New memories, captured and remain.


In a town* where I once lived, a massive oak tree stood in the center of a two lane road that had four lanes intersecting. It was said to be about 375 years of age which makes it somewhat of a young 'un when compared to the Seven Sisters Oak in Mandeville, Louisiana. Estimates have its age at 1500 years.

Despite the relative youth of this tree that stood in a not-too-busy highway it was a part of history for those who lived there and had treasured its stature and beauty.

As often happens, a bigger idea, a better plan by the estimation of the city fathers and mothers, a vote was taken and the decision was that the town would best be served by the removal of this tree the town's people had grown to love. Protests, chaining themselves to the tree, more protests, shouting at city council meetings came to naught.

Progress won...or did it?

The beautiful tree lost. The town's people lost. And now when you get to the that intersection, you will find it is now the intersection of multiple lanes and abundant traffic signals.

Too many little ones missed out on the first hand experience of marveling at that beauty.

The memories remain. In books and in old photos that many took of loved ones gathered under the tree.

(*The name of the town and the state are omitted because while this was not a good decision in the view of many, the town did make many other wise decisions. My intent is not to disparage the town. )

Words Freeze Time as Well

In one article that I have shared here on HubPages, one suggestion that was made is to record on tape or video or hand write the stories of your family members NOW.

Within each family are stories that are humorous, inspiring, chilling, filled with sorrow, adventure...

Take time to record them and transcribe them later.

Elder family members love to recount tales of days gone by.

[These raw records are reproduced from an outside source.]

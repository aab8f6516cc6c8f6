use glam::{Mat3, Quat, Vec3};

use crate::core::types::Transform;

/// A 6D spatial vector combining angular and linear components.
/// In motion space, angular is velocity and linear is translation.
/// In force space, angular is torque and linear is force.
#[derive(Debug, Clone, Copy, Default, PartialEq)]
pub struct SpatialVec {
    pub ang: Vec3,
    pub lin: Vec3,
}

impl SpatialVec {
    pub const ZERO: SpatialVec = SpatialVec {
        ang: Vec3::ZERO,
        lin: Vec3::ZERO,
    };

    pub fn new(ang: Vec3, lin: Vec3) -> Self {
        Self { ang, lin }
    }

    pub fn dot(&self, other: &SpatialVec) -> f32 {
        self.ang.dot(other.ang) + self.lin.dot(other.lin)
    }

    /// Spatial motion cross product: v1 x_m v2
    pub fn cross_motion(&self, other: &SpatialVec) -> SpatialVec {
        SpatialVec {
            ang: self.ang.cross(other.ang),
            lin: self.ang.cross(other.lin) + self.lin.cross(other.ang),
        }
    }

    /// Spatial force cross product: v x_f f
    pub fn cross_force(&self, other: &SpatialVec) -> SpatialVec {
        SpatialVec {
            ang: self.ang.cross(other.ang) + self.lin.cross(other.lin),
            lin: self.ang.cross(other.lin),
        }
    }

    pub fn is_finite(&self) -> bool {
        self.ang.is_finite() && self.lin.is_finite()
    }
}

impl std::ops::Add for SpatialVec {
    type Output = Self;
    fn add(self, other: Self) -> Self {
        Self {
            ang: self.ang + other.ang,
            lin: self.lin + other.lin,
        }
    }
}

impl std::ops::AddAssign for SpatialVec {
    fn add_assign(&mut self, other: Self) {
        self.ang += other.ang;
        self.lin += other.lin;
    }
}

impl std::ops::Sub for SpatialVec {
    type Output = Self;
    fn sub(self, other: Self) -> Self {
        Self {
            ang: self.ang - other.ang,
            lin: self.lin - other.lin,
        }
    }
}

impl std::ops::Neg for SpatialVec {
    type Output = Self;
    fn neg(self) -> Self {
        Self {
            ang: -self.ang,
            lin: -self.lin,
        }
    }
}

impl std::ops::Mul<f32> for SpatialVec {
    type Output = Self;
    fn mul(self, rhs: f32) -> Self {
        Self {
            ang: self.ang * rhs,
            lin: self.lin * rhs,
        }
    }
}

/// A 6x6 spatial matrix represented as 4 3x3 blocks.
#[derive(Debug, Clone, Copy, Default, PartialEq)]
pub struct SpatialMat {
    pub m00: Mat3,
    pub m01: Mat3,
    pub m10: Mat3,
    pub m11: Mat3,
}

impl SpatialMat {
    pub fn new(m00: Mat3, m01: Mat3, m10: Mat3, m11: Mat3) -> Self {
        Self { m00, m01, m10, m11 }
    }

    pub fn mul_vec(&self, v: SpatialVec) -> SpatialVec {
        SpatialVec {
            ang: self.m00 * v.ang + self.m01 * v.lin,
            lin: self.m10 * v.ang + self.m11 * v.lin,
        }
    }

    /// Computes the outer product (v * v.T) as a 6x6 matrix.
    pub fn outer_product(v: SpatialVec) -> Self {
        Self {
            m00: outer_vec3(v.ang, v.ang),
            m01: outer_vec3(v.ang, v.lin),
            m10: outer_vec3(v.lin, v.ang),
            m11: outer_vec3(v.lin, v.lin),
        }
    }

    pub fn transpose(&self) -> Self {
        Self {
            m00: self.m00.transpose(),
            m01: self.m10.transpose(),
            m10: self.m01.transpose(),
            m11: self.m11.transpose(),
        }
    }

    /// Solves `self * x = rhs` by Gaussian elimination with partial pivoting.
    /// Returns `None` for a singular matrix.
    pub fn solve(&self, rhs: SpatialVec) -> Option<SpatialVec> {
        let mut a = [[0.0f32; 7]; 6];
        for r in 0..3 {
            for c in 0..3 {
                a[r][c] = self.m00.col(c)[r];
                a[r][c + 3] = self.m01.col(c)[r];
                a[r + 3][c] = self.m10.col(c)[r];
                a[r + 3][c + 3] = self.m11.col(c)[r];
            }
            a[r][6] = rhs.ang[r];
            a[r + 3][6] = rhs.lin[r];
        }

        let scale = a
            .iter()
            .flat_map(|row| row[..6].iter())
            .fold(0.0f32, |m, v| m.max(v.abs()));
        if !(scale > 0.0) || !scale.is_finite() {
            return None;
        }

        for col in 0..6 {
            let pivot = (col..6).max_by(|&i, &j| a[i][col].abs().total_cmp(&a[j][col].abs()))?;
            if a[pivot][col].abs() <= scale * 1e-9 {
                return None;
            }
            a.swap(col, pivot);
            for row in col + 1..6 {
                let factor = a[row][col] / a[col][col];
                for k in col..7 {
                    a[row][k] -= factor * a[col][k];
                }
            }
        }

        let mut x = [0.0f32; 6];
        for row in (0..6).rev() {
            let tail: f32 = (row + 1..6).map(|k| a[row][k] * x[k]).sum();
            x[row] = (a[row][6] - tail) / a[row][row];
        }
        let solution = SpatialVec::new(Vec3::new(x[0], x[1], x[2]), Vec3::new(x[3], x[4], x[5]));
        solution.is_finite().then_some(solution)
    }
}

fn outer_vec3(a: Vec3, b: Vec3) -> Mat3 {
    Mat3::from_cols(a * b.x, a * b.y, a * b.z)
}

impl std::ops::Add for SpatialMat {
    type Output = Self;
    fn add(self, other: Self) -> Self {
        Self {
            m00: self.m00 + other.m00,
            m01: self.m01 + other.m01,
            m10: self.m10 + other.m10,
            m11: self.m11 + other.m11,
        }
    }
}

impl std::ops::Sub for SpatialMat {
    type Output = Self;
    fn sub(self, other: Self) -> Self {
        Self {
            m00: self.m00 - other.m00,
            m01: self.m01 - other.m01,
            m10: self.m10 - other.m10,
            m11: self.m11 - other.m11,
        }
    }
}

impl std::ops::Mul for SpatialMat {
    type Output = Self;
    fn mul(self, o: Self) -> Self {
        Self {
            m00: self.m00 * o.m00 + self.m01 * o.m10,
            m01: self.m00 * o.m01 + self.m01 * o.m11,
            m10: self.m10 * o.m00 + self.m11 * o.m10,
            m11: self.m10 * o.m01 + self.m11 * o.m11,
        }
    }
}

impl std::ops::Mul<f32> for SpatialMat {
    type Output = Self;
    fn mul(self, rhs: f32) -> Self {
        Self {
            m00: self.m00 * rhs,
            m01: self.m01 * rhs,
            m10: self.m10 * rhs,
            m11: self.m11 * rhs,
        }
    }
}

/// Helper to transform a motion vector between frames.
pub fn transform_motion(v: SpatialVec, rotation: Quat, translation: Vec3) -> SpatialVec {
    let ang = rotation * v.ang;
    let lin = rotation * (v.lin - translation.cross(v.ang));
    SpatialVec { ang, lin }
}

/// Helper to transform a force vector between frames.
pub fn transform_force(f: SpatialVec, rotation: Quat, translation: Vec3) -> SpatialVec {
    let lin = rotation * f.lin;
    let ang = rotation * (f.ang - translation.cross(f.lin));
    SpatialVec { ang, lin }
}

/// Plücker transform from a parent frame to a child frame.
///
/// `rotation` takes parent coordinates to child coordinates and `translation` is the
/// child origin expressed in the parent frame.
#[derive(Debug, Clone, Copy, PartialEq)]
pub struct Plucker {
    pub rotation: Quat,
    pub translation: Vec3,
}

impl Default for Plucker {
    fn default() -> Self {
        Self::IDENTITY
    }
}

impl Plucker {
    pub const IDENTITY: Plucker = Plucker {
        rotation: Quat::IDENTITY,
        translation: Vec3::ZERO,
    };

    /// Transform into a frame whose pose relative to the parent is `pose`.
    pub fn from_pose(pose: &Transform) -> Self {
        Self {
            rotation: pose.rotation.inverse(),
            translation: pose.position,
        }
    }

    pub fn motion(&self, v: SpatialVec) -> SpatialVec {
        transform_motion(v, self.rotation, self.translation)
    }

    pub fn force(&self, f: SpatialVec) -> SpatialVec {
        transform_force(f, self.rotation, self.translation)
    }

    /// Child-to-parent force transform, `Xᵀ f`.
    pub fn force_to_parent(&self, f: SpatialVec) -> SpatialVec {
        let back = self.rotation.inverse();
        transform_force(f, back, -(self.rotation * self.translation))
    }

    /// Child-to-parent motion transform, `X⁻¹ v`.
    pub fn motion_to_parent(&self, v: SpatialVec) -> SpatialVec {
        let back = self.rotation.inverse();
        transform_motion(v, back, -(self.rotation * self.translation))
    }

    pub fn to_mat(&self) -> SpatialMat {
        let e = Mat3::from_quat(self.rotation);
        SpatialMat {
            m00: e,
            m01: Mat3::ZERO,
            m10: -(e * skew(self.translation)),
            m11: e,
        }
    }

    /// Articulated inertia moved from the child frame to the parent frame, `Xᵀ I X`.
    pub fn inertia_to_parent(&self, inertia: &SpatialMat) -> SpatialMat {
        let x = self.to_mat();
        x.transpose() * *inertia * x
    }
}

/// Cross-product matrix: `skew(a) * b == a.cross(b)`.
pub fn skew(v: Vec3) -> Mat3 {
    Mat3::from_cols(
        Vec3::new(0.0, v.z, -v.y),
        Vec3::new(-v.z, 0.0, v.x),
        Vec3::new(v.y, -v.x, 0.0),
    )
}

/// A spatial inertia tensor representing mass, center of mass, and rotational inertia.
#[derive(Debug, Clone, Copy, PartialEq)]
pub struct SpatialInertia {
    pub mass: f32,
    pub com: Vec3,
    pub inertia: Mat3, // Rotational inertia at COM
}

impl SpatialInertia {
    pub fn new(mass: f32, com: Vec3, inertia: Mat3) -> Self {
        Self { mass, com, inertia }
    }

    /// Inertia of a body whose frame sits at its centre of mass along its principal axes.
    pub fn principal(mass: f32, moments: Vec3) -> Self {
        Self::new(mass, Vec3::ZERO, Mat3::from_diagonal(moments))
    }

    /// Converts this spatial inertia to its 6x6 matrix representation.
    pub fn to_mat(&self) -> SpatialMat {
        let m = self.mass;
        let c_skew = skew(self.com);
        let mc_skew = c_skew * m;

        // I_fixed = I_com - m * c_skew * c_skew
        let i_fixed = self.inertia - c_skew * c_skew * m;

        SpatialMat {
            m00: i_fixed,
            m01: mc_skew,
            m10: mc_skew.transpose(),
            m11: Mat3::IDENTITY * m,
        }
    }
}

And there is so much wisdom in what they have to say.

Much of what you may not know about your family or town can be learned from your loved ones.

Your Mommas and Daddys and Grandparents have a storehouse of wisdom and fun and knowledge to share. Record it before it is lost to you and future generations.

Photos and words can transport us to a time and place that we have tucked in our mind. Seeing the photo or reading a letter or story about that time from the past may bring a rush of feelings to those who experience them.

Each new day brings a new opportunity to discover and experience something unknown about our families. Often we say "Someday I will do that... no lost memories for this family."

Perhaps 'someday' should begin today.